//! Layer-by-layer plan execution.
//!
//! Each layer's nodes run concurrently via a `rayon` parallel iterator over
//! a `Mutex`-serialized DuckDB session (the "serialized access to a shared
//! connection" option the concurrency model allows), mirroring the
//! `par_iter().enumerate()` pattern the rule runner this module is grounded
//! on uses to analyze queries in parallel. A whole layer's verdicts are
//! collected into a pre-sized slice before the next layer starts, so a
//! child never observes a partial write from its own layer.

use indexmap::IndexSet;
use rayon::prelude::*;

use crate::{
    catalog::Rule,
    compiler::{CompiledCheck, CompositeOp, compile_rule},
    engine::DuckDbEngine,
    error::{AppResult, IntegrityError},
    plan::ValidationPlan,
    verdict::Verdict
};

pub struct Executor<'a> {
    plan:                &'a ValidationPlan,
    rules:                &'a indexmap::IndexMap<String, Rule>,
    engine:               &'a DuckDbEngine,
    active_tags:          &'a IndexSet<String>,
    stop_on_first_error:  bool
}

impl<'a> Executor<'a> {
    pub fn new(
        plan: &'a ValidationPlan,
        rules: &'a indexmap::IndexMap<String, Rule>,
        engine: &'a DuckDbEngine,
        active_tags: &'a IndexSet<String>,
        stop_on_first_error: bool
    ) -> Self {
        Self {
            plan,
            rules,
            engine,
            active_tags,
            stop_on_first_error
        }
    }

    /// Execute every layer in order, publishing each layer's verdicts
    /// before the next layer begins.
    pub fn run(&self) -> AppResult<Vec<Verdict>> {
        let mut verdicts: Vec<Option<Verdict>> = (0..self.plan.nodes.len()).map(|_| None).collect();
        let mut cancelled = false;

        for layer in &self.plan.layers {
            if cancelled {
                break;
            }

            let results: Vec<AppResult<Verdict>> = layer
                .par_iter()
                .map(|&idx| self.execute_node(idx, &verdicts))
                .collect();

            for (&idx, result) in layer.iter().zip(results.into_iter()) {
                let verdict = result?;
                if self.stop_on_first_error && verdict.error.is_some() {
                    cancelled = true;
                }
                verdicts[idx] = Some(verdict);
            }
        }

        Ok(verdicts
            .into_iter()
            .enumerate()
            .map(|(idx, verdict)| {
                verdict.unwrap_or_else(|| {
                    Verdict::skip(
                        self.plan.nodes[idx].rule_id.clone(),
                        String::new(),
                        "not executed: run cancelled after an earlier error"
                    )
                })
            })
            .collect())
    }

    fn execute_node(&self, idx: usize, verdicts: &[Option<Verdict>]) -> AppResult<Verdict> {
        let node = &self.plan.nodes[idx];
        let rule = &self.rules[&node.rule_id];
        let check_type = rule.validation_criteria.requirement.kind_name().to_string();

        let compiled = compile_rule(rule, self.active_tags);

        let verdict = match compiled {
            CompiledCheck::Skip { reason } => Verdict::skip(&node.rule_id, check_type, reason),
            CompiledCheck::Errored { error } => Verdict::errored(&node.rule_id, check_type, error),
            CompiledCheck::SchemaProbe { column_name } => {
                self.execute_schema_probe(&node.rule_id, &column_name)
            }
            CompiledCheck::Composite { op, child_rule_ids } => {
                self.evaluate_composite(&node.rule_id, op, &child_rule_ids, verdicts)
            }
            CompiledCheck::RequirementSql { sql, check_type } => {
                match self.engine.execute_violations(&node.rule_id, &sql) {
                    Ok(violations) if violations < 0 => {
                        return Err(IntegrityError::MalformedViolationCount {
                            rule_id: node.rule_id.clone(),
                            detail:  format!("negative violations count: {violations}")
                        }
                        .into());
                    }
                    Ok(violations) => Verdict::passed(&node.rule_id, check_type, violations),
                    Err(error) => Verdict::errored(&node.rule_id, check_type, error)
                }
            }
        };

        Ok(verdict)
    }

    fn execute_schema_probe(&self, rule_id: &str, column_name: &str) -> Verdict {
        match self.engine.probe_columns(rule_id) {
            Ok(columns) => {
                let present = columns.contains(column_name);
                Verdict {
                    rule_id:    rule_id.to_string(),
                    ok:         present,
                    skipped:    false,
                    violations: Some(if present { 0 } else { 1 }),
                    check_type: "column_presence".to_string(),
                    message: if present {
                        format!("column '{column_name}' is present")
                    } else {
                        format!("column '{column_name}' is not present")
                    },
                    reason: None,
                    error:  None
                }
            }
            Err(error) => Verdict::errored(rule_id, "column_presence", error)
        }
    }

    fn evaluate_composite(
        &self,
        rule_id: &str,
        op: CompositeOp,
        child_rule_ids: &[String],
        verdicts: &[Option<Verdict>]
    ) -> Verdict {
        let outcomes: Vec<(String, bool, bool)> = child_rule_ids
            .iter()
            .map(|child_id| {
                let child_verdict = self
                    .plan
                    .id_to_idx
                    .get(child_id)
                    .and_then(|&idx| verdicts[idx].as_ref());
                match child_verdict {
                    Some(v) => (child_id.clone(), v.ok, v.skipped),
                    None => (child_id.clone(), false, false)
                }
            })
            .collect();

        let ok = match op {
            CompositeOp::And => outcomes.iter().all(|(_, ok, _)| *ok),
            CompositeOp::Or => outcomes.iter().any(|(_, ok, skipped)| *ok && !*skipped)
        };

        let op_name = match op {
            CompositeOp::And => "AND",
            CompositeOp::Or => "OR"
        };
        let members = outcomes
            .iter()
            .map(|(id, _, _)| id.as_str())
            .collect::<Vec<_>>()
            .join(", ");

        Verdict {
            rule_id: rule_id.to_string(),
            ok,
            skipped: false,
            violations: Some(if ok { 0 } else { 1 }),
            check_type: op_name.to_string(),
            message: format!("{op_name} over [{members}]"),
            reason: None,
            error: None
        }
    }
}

____

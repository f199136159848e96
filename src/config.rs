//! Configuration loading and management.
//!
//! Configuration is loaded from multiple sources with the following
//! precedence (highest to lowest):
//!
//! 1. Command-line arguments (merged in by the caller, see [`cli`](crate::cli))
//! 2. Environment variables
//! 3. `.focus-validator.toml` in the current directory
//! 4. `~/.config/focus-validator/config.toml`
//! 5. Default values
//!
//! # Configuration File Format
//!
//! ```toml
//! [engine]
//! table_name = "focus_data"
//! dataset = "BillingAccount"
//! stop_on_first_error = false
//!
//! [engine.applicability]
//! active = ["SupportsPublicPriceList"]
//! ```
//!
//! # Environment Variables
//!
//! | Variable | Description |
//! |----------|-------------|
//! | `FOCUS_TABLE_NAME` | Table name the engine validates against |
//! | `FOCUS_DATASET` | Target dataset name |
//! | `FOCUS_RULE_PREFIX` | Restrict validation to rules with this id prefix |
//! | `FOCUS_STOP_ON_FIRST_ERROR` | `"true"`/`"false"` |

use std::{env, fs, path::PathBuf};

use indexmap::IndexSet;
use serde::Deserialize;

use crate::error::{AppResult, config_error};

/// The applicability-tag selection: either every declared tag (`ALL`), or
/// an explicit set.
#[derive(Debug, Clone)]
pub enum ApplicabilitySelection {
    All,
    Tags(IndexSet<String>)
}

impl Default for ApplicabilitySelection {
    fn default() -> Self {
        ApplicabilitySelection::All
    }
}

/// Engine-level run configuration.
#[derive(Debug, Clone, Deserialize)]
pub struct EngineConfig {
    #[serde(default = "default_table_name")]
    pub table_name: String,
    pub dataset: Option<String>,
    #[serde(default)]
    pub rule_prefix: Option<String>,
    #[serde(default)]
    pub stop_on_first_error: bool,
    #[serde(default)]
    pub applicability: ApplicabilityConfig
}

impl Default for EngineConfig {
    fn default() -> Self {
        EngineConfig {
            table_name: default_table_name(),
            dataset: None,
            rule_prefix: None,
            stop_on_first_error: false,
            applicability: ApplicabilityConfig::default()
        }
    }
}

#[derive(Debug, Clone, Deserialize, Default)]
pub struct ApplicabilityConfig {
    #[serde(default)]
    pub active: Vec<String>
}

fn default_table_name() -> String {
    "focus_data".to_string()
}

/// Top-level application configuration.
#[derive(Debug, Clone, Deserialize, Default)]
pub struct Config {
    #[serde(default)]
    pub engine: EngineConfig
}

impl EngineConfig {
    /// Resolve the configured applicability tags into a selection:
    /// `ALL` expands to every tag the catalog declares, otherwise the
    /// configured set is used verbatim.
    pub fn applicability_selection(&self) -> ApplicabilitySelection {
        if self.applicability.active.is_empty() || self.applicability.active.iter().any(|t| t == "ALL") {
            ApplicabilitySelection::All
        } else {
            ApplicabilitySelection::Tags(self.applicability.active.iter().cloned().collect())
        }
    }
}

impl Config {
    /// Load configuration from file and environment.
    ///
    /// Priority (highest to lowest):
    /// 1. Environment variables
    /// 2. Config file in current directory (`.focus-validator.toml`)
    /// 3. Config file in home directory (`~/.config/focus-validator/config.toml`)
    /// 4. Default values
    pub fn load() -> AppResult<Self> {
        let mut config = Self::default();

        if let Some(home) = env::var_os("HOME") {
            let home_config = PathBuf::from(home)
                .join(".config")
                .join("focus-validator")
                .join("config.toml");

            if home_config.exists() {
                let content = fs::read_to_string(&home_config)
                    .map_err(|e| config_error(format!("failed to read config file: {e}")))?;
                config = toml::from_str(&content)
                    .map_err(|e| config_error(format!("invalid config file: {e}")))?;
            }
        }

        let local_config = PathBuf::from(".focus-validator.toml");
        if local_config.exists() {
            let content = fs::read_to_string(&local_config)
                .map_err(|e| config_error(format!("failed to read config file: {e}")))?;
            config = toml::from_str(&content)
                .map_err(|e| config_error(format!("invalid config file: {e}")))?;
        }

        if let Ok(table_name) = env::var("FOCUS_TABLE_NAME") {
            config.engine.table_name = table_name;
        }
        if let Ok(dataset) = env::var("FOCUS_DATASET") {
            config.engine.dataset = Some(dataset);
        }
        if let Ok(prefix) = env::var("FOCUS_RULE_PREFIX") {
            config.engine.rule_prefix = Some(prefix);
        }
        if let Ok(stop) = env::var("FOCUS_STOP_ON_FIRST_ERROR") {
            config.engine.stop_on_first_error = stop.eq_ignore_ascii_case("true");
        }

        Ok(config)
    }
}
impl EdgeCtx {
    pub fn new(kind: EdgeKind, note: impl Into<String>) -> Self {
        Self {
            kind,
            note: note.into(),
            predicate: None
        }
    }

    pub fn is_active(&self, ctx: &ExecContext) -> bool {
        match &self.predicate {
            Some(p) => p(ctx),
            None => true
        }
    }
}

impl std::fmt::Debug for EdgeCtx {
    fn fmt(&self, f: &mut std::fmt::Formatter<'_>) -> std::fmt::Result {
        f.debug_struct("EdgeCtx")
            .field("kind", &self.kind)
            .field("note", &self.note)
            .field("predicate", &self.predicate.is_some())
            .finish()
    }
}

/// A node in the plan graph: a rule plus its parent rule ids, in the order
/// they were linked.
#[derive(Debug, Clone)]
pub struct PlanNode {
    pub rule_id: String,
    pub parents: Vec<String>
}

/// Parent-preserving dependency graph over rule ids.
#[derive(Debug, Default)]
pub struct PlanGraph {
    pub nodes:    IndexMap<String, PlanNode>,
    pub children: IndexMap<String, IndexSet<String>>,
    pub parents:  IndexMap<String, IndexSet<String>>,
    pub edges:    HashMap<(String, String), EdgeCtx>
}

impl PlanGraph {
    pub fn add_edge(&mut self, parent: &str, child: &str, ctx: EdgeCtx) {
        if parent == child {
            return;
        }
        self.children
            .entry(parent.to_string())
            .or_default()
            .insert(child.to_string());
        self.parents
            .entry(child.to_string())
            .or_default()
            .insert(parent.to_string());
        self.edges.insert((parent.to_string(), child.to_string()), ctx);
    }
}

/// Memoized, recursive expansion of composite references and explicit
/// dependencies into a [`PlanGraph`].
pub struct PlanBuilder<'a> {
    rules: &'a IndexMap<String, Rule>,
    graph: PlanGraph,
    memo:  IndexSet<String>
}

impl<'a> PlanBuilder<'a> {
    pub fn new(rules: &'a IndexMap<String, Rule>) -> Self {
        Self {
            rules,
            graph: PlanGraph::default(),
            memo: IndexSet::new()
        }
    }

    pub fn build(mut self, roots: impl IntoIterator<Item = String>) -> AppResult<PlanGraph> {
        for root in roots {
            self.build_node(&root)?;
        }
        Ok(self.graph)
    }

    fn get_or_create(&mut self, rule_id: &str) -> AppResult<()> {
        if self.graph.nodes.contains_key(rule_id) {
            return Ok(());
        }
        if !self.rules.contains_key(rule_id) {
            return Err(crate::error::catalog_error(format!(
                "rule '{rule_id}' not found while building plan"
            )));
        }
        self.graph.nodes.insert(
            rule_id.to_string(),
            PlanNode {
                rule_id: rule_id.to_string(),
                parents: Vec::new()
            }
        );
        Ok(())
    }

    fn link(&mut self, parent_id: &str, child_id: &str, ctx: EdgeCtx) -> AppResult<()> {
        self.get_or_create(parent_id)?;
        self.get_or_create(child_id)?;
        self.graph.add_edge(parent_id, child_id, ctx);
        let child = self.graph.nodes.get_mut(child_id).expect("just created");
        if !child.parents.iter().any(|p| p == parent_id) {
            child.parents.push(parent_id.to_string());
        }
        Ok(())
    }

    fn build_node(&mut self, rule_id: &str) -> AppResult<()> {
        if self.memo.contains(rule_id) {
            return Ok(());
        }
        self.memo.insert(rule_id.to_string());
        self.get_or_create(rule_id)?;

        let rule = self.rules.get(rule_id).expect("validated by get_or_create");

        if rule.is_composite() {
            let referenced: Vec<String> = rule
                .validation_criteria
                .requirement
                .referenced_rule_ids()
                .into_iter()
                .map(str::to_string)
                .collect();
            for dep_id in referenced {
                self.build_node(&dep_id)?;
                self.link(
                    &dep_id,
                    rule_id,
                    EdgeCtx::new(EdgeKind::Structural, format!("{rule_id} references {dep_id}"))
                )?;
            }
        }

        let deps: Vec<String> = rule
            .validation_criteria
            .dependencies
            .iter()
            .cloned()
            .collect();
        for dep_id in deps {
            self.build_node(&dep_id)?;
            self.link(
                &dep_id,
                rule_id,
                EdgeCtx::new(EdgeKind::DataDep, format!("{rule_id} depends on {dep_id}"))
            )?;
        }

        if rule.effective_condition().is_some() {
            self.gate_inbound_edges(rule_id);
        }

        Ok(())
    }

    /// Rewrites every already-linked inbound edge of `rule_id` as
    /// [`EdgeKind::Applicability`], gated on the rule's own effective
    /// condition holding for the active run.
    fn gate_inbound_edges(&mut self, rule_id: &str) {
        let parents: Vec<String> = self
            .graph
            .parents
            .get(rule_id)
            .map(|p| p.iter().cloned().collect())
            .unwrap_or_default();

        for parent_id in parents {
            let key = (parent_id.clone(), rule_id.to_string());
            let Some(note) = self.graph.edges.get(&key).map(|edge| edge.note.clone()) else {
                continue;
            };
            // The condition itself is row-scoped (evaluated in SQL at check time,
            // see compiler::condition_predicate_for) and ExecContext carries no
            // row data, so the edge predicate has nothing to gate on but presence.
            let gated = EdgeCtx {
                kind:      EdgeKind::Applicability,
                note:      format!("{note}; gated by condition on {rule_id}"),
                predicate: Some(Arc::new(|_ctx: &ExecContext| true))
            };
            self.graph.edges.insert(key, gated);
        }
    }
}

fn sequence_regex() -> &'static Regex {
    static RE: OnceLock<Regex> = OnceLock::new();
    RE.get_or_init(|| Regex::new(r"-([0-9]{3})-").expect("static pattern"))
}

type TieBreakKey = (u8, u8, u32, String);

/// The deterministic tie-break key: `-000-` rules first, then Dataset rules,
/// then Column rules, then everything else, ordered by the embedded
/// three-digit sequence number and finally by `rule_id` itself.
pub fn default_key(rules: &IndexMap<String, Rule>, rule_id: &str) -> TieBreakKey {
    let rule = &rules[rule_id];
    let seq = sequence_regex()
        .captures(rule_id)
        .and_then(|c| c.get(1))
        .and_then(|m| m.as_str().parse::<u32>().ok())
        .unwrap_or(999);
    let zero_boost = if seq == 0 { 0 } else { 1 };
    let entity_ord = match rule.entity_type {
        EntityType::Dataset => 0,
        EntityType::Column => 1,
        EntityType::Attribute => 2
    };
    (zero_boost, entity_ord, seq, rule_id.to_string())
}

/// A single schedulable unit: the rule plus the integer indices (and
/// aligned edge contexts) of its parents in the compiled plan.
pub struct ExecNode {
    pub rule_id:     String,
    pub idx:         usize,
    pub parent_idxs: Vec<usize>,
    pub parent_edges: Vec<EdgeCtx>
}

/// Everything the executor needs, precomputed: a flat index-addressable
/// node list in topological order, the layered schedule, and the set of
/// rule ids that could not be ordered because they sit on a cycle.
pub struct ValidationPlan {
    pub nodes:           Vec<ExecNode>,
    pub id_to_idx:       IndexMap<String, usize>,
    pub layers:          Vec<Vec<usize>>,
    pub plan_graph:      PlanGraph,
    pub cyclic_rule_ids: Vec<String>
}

____

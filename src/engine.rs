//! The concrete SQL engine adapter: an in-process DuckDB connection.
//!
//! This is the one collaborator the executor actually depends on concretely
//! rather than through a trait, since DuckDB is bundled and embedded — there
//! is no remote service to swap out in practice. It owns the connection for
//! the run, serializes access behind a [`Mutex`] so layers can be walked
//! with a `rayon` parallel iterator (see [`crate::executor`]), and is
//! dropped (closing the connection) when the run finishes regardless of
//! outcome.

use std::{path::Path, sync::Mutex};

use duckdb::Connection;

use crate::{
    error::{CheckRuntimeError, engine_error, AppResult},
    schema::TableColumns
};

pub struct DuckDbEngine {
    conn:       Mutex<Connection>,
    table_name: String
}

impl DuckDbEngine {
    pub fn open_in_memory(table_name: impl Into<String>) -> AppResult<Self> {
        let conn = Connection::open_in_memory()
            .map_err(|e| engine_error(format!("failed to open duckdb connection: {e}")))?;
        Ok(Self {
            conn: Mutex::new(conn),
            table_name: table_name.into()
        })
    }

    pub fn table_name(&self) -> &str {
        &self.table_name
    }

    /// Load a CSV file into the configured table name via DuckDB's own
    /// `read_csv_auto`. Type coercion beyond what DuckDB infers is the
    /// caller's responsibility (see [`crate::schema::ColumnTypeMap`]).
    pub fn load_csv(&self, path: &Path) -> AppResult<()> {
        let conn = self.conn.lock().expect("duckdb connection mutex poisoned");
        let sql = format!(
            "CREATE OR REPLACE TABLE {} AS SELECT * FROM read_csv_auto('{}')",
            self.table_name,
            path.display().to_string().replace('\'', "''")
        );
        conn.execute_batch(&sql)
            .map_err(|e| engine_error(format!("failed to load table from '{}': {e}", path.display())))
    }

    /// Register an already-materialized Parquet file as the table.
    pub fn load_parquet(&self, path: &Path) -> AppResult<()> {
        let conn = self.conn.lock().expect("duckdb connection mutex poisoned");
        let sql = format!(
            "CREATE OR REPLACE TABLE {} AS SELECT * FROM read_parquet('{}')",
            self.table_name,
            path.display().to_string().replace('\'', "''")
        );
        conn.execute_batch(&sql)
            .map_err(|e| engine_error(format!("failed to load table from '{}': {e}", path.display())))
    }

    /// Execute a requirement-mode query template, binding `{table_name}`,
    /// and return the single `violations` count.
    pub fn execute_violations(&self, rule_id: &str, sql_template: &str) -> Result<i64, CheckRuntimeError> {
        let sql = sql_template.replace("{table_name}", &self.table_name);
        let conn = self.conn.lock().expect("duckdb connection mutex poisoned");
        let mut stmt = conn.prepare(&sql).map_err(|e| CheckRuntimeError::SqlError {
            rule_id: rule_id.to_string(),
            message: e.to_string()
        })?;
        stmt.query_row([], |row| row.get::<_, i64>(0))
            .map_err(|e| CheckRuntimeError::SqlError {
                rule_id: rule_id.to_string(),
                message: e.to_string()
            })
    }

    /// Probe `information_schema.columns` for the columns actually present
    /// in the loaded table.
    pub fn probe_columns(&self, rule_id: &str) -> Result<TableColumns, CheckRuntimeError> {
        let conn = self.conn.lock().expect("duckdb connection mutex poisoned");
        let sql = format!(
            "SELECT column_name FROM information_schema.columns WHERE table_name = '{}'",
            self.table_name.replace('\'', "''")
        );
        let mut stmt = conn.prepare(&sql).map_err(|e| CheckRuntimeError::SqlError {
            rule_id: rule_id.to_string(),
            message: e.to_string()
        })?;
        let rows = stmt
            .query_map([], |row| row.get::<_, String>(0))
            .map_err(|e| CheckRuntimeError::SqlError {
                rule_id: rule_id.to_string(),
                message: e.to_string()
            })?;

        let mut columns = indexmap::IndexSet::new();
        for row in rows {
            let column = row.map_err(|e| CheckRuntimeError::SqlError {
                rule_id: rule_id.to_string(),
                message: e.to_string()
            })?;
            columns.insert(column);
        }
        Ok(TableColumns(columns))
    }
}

____

**About this exercise**
Here the output must be the lines above from the line with "Layer-by-layer plan execution." to the line with "module is grounded", both included, duplicated word for word and nothing else.

**Answer section**
//! Layer-by-layer plan execution.
//!
//! Each layer's nodes run concurrently via a `rayon` parallel iterator over
//! a `Mutex`-serialized DuckDB session (the "serialized access to a shared
//! connection" option the concurrency model allows), mirroring the
//! `par_iter().enumerate()` pattern the rule runner this module is grounded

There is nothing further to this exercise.